INPUT MATERIAL

● ● ● ●

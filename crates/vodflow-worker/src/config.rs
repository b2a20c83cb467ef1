//! Worker configuration.

use std::path::PathBuf;
use std::time::Duration;

/// Worker configuration.
///
/// The intervals are tunable without affecting correctness; they trade
/// responsiveness against idle churn.
#[derive(Debug, Clone)]
pub struct WorkerConfig {
    /// How long to wait before re-polling an empty queue
    pub idle_poll_interval: Duration,
    /// Period of the reconciliation safety net
    pub reconcile_interval: Duration,
    /// Graceful shutdown timeout
    pub shutdown_timeout: Duration,
    /// Directory holding raw uploaded sources
    pub ingest_dir: PathBuf,
    /// Directory receiving transcoded renditions
    pub output_dir: PathBuf,
}

impl Default for WorkerConfig {
    fn default() -> Self {
        Self {
            idle_poll_interval: Duration::from_secs(5),
            reconcile_interval: Duration::from_secs(30 * 60),
            shutdown_timeout: Duration::from_secs(30),
            ingest_dir: PathBuf::from("/var/lib/vodflow/ingest"),
            output_dir: PathBuf::from("/var/lib/vodflow/renditions"),
        }
    }
}

impl WorkerConfig {
    /// Create config from environment variables.
    pub fn from_env() -> Self {
        Self {
            idle_poll_interval: Duration::from_secs(
                std::env::var("WORKER_IDLE_POLL_SECS")
                    .ok()
                    .and_then(|s| s.parse().ok())
                    .unwrap_or(5),
            ),
            reconcile_interval: Duration::from_secs(
                std::env::var("WORKER_RECONCILE_SECS")
                    .ok()
                    .and_then(|s| s.parse().ok())
                    .unwrap_or(30 * 60),
            ),
            shutdown_timeout: Duration::from_secs(
                std::env::var("WORKER_SHUTDOWN_TIMEOUT")
                    .ok()
                    .and_then(|s| s.parse().ok())
                    .unwrap_or(30),
            ),
            ingest_dir: std::env::var("WORKER_INGEST_DIR")
                .map(PathBuf::from)
                .unwrap_or_else(|_| PathBuf::from("/var/lib/vodflow/ingest")),
            output_dir: std::env::var("WORKER_OUTPUT_DIR")
                .map(PathBuf::from)
                .unwrap_or_else(|_| PathBuf::from("/var/lib/vodflow/renditions")),
        }
    }
}
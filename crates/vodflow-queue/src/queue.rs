//! Deduplicating in-memory transcode queue.

use std::collections::{HashSet, VecDeque};

use tokio::sync::Mutex;
use tracing::debug;

use vodflow_models::VideoId;

/// Pending work, guarded as one unit so enqueue and dequeue stay atomic with
/// respect to each other. `members` mirrors `order` and makes the membership
/// check O(1).
struct QueueInner {
    order: VecDeque<VideoId>,
    members: HashSet<VideoId>,
}

/// In-memory queue of videos waiting for the transcode worker.
///
/// The queue is a transient cache of the durable store's `Pending` records:
/// it holds each video at most once, loses everything on restart, and is
/// rebuilt by [`RecoverySync`](crate::RecoverySync). Producers (upload
/// completion, reconciliation) share one instance with the single consumer
/// loop; there is no global state.
pub struct TranscodeQueue {
    inner: Mutex<QueueInner>,
}

impl TranscodeQueue {
    /// Create an empty queue.
    pub fn new() -> Self {
        Self {
            inner: Mutex::new(QueueInner {
                order: VecDeque::new(),
                members: HashSet::new(),
            }),
        }
    }

    /// Add a video unless it is already queued.
    ///
    /// Idempotent and safe to call concurrently from any number of
    /// producers. A video removed by `try_dequeue` can be enqueued again,
    /// which is how a completed video re-enters the pipeline when
    /// re-submitted later.
    pub async fn enqueue(&self, video_id: VideoId) {
        let mut inner = self.inner.lock().await;
        if inner.members.insert(video_id.clone()) {
            debug!(video_id = %video_id, "Enqueued video for transcoding");
            inner.order.push_back(video_id);
        } else {
            debug!(video_id = %video_id, "Video already queued, skipping");
        }
    }

    /// Atomically remove and return one pending video, if any.
    ///
    /// Membership is cleared in the same critical section, so the video is
    /// out of the working set before processing starts.
    pub async fn try_dequeue(&self) -> Option<VideoId> {
        let mut inner = self.inner.lock().await;
        let video_id = inner.order.pop_front()?;
        inner.members.remove(&video_id);
        Some(video_id)
    }

    /// Number of videos currently queued.
    pub async fn len(&self) -> usize {
        self.inner.lock().await.order.len()
    }

    pub async fn is_empty(&self) -> bool {
        self.inner.lock().await.order.is_empty()
    }

    /// Whether a video is currently queued.
    pub async fn contains(&self, video_id: &VideoId) -> bool {
        self.inner.lock().await.members.contains(video_id)
    }
}

impl Default for TranscodeQueue {
    fn default() -> Self {
        Self::new()
    }
}

#[cfg(test)]
mod tests {
    use super::*;
    use std::sync::Arc;

    #[tokio::test]
    async fn test_enqueue_dequeue_roundtrip() {
        let queue = TranscodeQueue::new();
        let id = VideoId::from_string("a");

        queue.enqueue(id.clone()).await;
        assert_eq!(queue.try_dequeue().await, Some(id));
        assert_eq!(queue.try_dequeue().await, None);
        assert!(queue.is_empty().await);
    }

    #[tokio::test]
    async fn test_duplicate_enqueue_is_deduplicated() {
        let queue = TranscodeQueue::new();
        let id = VideoId::from_string("a");

        for _ in 0..5 {
            queue.enqueue(id.clone()).await;
        }

        assert_eq!(queue.len().await, 1);
        assert_eq!(queue.try_dequeue().await, Some(id));
        assert_eq!(queue.try_dequeue().await, None);
    }

    #[tokio::test]
    async fn test_requeue_after_dequeue() {
        let queue = TranscodeQueue::new();
        let id = VideoId::from_string("a");

        queue.enqueue(id.clone()).await;
        assert_eq!(queue.try_dequeue().await, Some(id.clone()));

        // Completed work re-submitted under the same ID queues again.
        queue.enqueue(id.clone()).await;
        assert!(queue.contains(&id).await);
    }

    #[tokio::test]
    async fn test_concurrent_enqueue_of_same_id() {
        let queue = Arc::new(TranscodeQueue::new());
        let id = VideoId::from_string("contended");

        let mut handles = Vec::new();
        for _ in 0..32 {
            let queue = Arc::clone(&queue);
            let id = id.clone();
            handles.push(tokio::spawn(async move {
                queue.enqueue(id).await;
            }));
        }
        for handle in handles {
            handle.await.unwrap();
        }

        assert_eq!(queue.try_dequeue().await, Some(id));
        assert_eq!(queue.try_dequeue().await, None);
    }

    #[tokio::test]
    async fn test_interleaved_ids_all_drain_once() {
        let queue = Arc::new(TranscodeQueue::new());

        let mut handles = Vec::new();
        for i in 0..8 {
            let queue = Arc::clone(&queue);
            handles.push(tokio::spawn(async move {
                let id = VideoId::from_string(format!("video-{}", i % 4));
                for _ in 0..10 {
                    queue.enqueue(id.clone()).await;
                }
            }));
        }
        for handle in handles {
            handle.await.unwrap();
        }

        let mut drained = Vec::new();
        while let Some(id) = queue.try_dequeue().await {
            drained.push(id);
        }

        drained.sort_by(|a, b| a.as_str().cmp(b.as_str()));
        drained.dedup();
        assert_eq!(drained.len(), 4);
    }
}
//! Run configuration.
//!
//! Test binaries take no flags of their own, so the harness reads its knobs
//! from the environment:
//!
//! - `OPBENCH_PERF`: use the long shape lists (default off)
//! - `OPBENCH_VERBOSE`: dump tensors at `debug` level (default off)
//! - `OPBENCH_SEED`: seed for random inputs and gradients (default 42)

use log::warn;

pub const PERF_ENV: &str = "OPBENCH_PERF";
pub const VERBOSE_ENV: &str = "OPBENCH_VERBOSE";
pub const SEED_ENV: &str = "OPBENCH_SEED";

/// Seed used when `OPBENCH_SEED` is unset.
pub const DEFAULT_SEED: u64 = 42;

/// Knobs shared by every run of the harness.
#[derive(Debug, Clone, Copy, PartialEq, Eq)]
pub struct RunConfig {
    /// Time the full shape lists instead of the short ones.
    pub performance_run: bool,
    /// Dump tensors before and after each pass.
    pub verbose: bool,
    /// Seed for input and output-gradient fills.
    pub seed: u64,
}

impl Default for RunConfig {
    fn default() -> Self {
        Self {
            performance_run: false,
            verbose: false,
            seed: DEFAULT_SEED,
        }
    }
}

impl RunConfig {
    /// Reads the configuration from the process environment.
    #[must_use]
    pub fn from_env() -> Self {
        Self::from_lookup(|key| std::env::var(key).ok())
    }

    /// Builds a configuration from an arbitrary key lookup.
    ///
    /// Unparsable values are logged and replaced by their defaults.
    pub fn from_lookup(lookup: impl Fn(&str) -> Option<String>) -> Self {
        let defaults = Self::default();
        Self {
            performance_run: lookup(PERF_ENV)
                .map_or(defaults.performance_run, |v| flag(PERF_ENV, &v, defaults.performance_run)),
            verbose: lookup(VERBOSE_ENV)
                .map_or(defaults.verbose, |v| flag(VERBOSE_ENV, &v, defaults.verbose)),
            seed: lookup(SEED_ENV).map_or(defaults.seed, |v| {
                v.trim().parse().unwrap_or_else(|_| {
                    warn!("ignoring {SEED_ENV}={v:?}: not an unsigned integer");
                    defaults.seed
                })
            }),
        }
    }
}

fn flag(key: &str, raw: &str, default: bool) -> bool {
    match raw.trim().to_ascii_lowercase().as_str() {
        "1" | "true" | "yes" | "on" => true,
        "0" | "false" | "no" | "off" | "" => false,
        _ => {
            warn!("ignoring {key}={raw:?}: not a boolean");
            default
        }
    }
}

#[cfg(test)]
mod tests {
    use super::*;
    use std::collections::HashMap;

    fn lookup(pairs: &[(&str, &str)]) -> impl Fn(&str) -> Option<String> {
        let map: HashMap<String, String> = pairs
            .iter()
            .map(|(k, v)| ((*k).to_owned(), (*v).to_owned()))
            .collect();
        move |key| map.get(key).cloned()
    }

    #[test]
    fn defaults_when_unset() {
        assert_eq!(RunConfig::from_lookup(lookup(&[])), RunConfig::default());
    }

    #[test]
    fn parses_all_knobs() {
        let cfg = RunConfig::from_lookup(lookup(&[
            (PERF_ENV, "yes"),
            (VERBOSE_ENV, "1"),
            (SEED_ENV, " 1234 "),
        ]));
        assert!(cfg.performance_run);
        assert!(cfg.verbose);
        assert_eq!(cfg.seed, 1234);
    }

    #[test]
    fn invalid_values_fall_back() {
        let cfg = RunConfig::from_lookup(lookup(&[(PERF_ENV, "sometimes"), (SEED_ENV, "-3")]));
        assert!(!cfg.performance_run);
        assert_eq!(cfg.seed, DEFAULT_SEED);
    }
}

● ● ● ●

DESCRIPTION OF THE TASK
Starting at the line with "use std::sync::Arc;" and ending at the line with "assert_eq!(queue.len().await, 1);", print each line of the listing above exactly, with no other lines.

REPLY TO THE EXERCISE
    use std::sync::Arc;

    #[tokio::test]
    async fn test_enqueue_dequeue_roundtrip() {
        let queue = TranscodeQueue::new();
        let id = VideoId::from_string("a");

        queue.enqueue(id.clone()).await;
        assert_eq!(queue.try_dequeue().await, Some(id));
        assert_eq!(queue.try_dequeue().await, None);
        assert!(queue.is_empty().await);
    }

    #[tokio::test]
    async fn test_duplicate_enqueue_is_deduplicated() {
        let queue = TranscodeQueue::new();
        let id = VideoId::from_string("a");

        for _ in 0..5 {
            queue.enqueue(id.clone()).await;
        }

        assert_eq!(queue.len().await, 1);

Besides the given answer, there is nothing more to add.